→ **THE PROBLEM**:
Copy word for word, please, the lines of the entries below running from the one containing "pub enum WindowMode" to the one containing "pub struct WindowConfig", both ends included.

→ **SOURCE DATA**:

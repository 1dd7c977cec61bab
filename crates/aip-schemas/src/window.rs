use serde::{Deserialize, Serialize};

#[derive(Debug, Clone, Copy, PartialEq, Eq, Serialize, Deserialize)]
#[serde(rename_all = "snake_case")]
pub enum WindowMode {
    Sliding,
    Fixed,
}

#[derive(Debug, Clone, Copy, PartialEq, Eq, Serialize, Deserialize)]
#[serde(rename_all = "snake_case")]
pub enum SessionBoundaryPolicy {
    Reset,
    Carry,
}

#[derive(Debug, Clone, Copy, Serialize, Deserialize)]
pub struct WindowConfig {
    pub max_size: usize,
    pub mode: WindowMode,
    pub session_boundary: SessionBoundaryPolicy,
    pub max_age_seconds: u64,
}

/// The smallest window size a monitor is allowed to run with.
pub const MIN_WINDOW_SIZE: usize = 3;

impl Default for WindowConfig {
    fn default() -> Self {
        WindowConfig {
            max_size: 20,
            mode: WindowMode::Sliding,
            session_boundary: SessionBoundaryPolicy::Reset,
            max_age_seconds: 3600,
        }
    }
}

#[derive(Debug, Clone, Copy, Default, Serialize, Deserialize)]
pub struct VerdictCounts {
    pub clear: usize,
    pub review_needed: usize,
    pub boundary_violation: usize,
}

#[derive(Debug, Clone, Copy, Serialize, Deserialize)]
pub struct WindowSummary {
    pub size: usize,
    pub max_size: usize,
    pub verdicts: VerdictCounts,
    pub integrity_ratio: f64,
    pub drift_alert_active: bool,
}

#[cfg(test)]
mod tests {
    use super::*;

    #[test]
    fn default_window_config_matches_documented_defaults() {
        let config = WindowConfig::default();
        assert_eq!(config.max_size, 20);
        assert_eq!(config.mode, WindowMode::Sliding);
        assert_eq!(config.session_boundary, SessionBoundaryPolicy::Reset);
    }

    #[test]
    fn min_window_size_is_three() {
        assert_eq!(MIN_WINDOW_SIZE, 3);
    }
}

→ **EXERCISE RESULT**:
pub enum WindowMode {
    Sliding,
    Fixed,
}

#[derive(Debug, Clone, Copy, PartialEq, Eq, Serialize, Deserialize)]
#[serde(rename_all = "snake_case")]
pub enum SessionBoundaryPolicy {
    Reset,
    Carry,
}

#[derive(Debug, Clone, Copy, Serialize, Deserialize)]
pub struct WindowConfig {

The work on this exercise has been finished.